● Record excerpts:
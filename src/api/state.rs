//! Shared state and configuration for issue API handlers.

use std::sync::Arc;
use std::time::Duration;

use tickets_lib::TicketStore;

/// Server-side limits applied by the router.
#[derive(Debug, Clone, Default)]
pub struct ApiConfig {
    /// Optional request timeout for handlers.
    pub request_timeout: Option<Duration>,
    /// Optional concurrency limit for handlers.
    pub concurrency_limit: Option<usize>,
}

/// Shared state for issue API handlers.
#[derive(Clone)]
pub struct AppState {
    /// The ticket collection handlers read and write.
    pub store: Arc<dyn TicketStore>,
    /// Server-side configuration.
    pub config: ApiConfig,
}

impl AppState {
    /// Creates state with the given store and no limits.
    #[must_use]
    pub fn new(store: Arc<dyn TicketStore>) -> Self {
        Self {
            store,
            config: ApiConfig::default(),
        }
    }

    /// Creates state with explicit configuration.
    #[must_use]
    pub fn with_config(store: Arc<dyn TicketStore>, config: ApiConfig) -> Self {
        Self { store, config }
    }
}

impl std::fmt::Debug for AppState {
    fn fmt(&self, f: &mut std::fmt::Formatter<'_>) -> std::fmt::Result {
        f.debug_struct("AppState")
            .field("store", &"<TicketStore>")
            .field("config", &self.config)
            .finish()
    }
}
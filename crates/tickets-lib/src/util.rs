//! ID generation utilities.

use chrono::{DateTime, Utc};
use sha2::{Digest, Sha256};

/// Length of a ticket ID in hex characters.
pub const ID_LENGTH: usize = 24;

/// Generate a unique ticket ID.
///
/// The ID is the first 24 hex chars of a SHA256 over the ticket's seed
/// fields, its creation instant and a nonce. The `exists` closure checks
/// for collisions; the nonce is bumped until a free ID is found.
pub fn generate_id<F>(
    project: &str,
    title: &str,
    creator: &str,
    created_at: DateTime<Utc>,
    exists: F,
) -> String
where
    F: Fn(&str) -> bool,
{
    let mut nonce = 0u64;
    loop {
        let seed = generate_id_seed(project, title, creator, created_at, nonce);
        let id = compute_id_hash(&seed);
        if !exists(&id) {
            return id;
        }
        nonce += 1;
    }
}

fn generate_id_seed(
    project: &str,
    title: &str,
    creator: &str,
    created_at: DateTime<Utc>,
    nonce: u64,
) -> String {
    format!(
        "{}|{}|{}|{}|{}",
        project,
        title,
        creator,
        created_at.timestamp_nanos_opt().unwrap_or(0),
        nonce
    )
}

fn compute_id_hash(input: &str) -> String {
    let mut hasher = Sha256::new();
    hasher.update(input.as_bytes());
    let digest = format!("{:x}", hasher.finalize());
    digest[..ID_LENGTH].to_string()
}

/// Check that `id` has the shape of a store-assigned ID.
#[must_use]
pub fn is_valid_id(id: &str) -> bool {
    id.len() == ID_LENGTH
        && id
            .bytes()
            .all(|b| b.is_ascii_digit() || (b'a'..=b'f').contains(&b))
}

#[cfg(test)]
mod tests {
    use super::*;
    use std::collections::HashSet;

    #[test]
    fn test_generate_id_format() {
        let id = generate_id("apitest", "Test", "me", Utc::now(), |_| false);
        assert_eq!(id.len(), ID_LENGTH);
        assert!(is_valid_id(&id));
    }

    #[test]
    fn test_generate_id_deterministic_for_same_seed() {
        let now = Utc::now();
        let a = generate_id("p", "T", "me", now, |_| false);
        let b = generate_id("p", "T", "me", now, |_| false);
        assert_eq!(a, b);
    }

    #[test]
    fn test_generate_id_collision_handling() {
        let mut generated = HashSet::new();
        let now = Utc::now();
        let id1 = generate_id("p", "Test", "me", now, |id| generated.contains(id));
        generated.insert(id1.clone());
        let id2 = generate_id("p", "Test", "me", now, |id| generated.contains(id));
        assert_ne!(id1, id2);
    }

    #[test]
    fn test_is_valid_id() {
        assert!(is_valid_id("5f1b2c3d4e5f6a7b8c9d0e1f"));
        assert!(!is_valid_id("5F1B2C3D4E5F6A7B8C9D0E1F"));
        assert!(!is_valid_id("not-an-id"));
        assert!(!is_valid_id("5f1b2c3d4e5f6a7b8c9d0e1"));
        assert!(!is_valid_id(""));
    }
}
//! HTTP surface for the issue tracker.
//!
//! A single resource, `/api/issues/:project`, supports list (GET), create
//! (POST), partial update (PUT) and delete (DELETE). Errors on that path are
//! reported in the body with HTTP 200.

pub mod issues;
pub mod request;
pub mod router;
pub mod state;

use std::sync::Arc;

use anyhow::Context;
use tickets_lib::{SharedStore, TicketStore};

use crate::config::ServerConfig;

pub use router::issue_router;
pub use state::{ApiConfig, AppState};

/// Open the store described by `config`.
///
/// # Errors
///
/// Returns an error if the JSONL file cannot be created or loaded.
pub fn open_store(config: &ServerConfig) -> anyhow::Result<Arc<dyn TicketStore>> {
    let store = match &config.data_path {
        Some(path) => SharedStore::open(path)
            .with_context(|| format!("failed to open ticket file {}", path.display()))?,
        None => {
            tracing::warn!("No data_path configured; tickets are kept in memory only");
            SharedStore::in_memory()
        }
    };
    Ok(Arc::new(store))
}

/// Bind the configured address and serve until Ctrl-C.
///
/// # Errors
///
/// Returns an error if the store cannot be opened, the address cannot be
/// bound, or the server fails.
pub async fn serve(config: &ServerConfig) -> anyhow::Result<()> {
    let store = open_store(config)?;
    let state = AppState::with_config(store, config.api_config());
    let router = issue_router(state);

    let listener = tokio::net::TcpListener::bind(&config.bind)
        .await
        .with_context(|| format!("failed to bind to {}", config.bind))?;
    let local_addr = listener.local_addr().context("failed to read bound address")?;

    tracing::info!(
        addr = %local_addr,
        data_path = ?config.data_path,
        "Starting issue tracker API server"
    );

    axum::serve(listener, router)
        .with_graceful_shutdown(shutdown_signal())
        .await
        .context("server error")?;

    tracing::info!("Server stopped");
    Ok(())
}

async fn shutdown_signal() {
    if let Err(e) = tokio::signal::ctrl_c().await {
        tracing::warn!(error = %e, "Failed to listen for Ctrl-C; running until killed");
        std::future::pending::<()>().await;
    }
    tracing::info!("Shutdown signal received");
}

● Exercise objective: Show each line of the material that includes the word "contains".

● Answer to the exercise:
            .all(|b| b.is_ascii_digit() || (b'a'..=b'f').contains(&b))
        let id1 = generate_id("p", "Test", "me", now, |id| generated.contains(id));
        let id2 = generate_id("p", "Test", "me", now, |id| generated.contains(id));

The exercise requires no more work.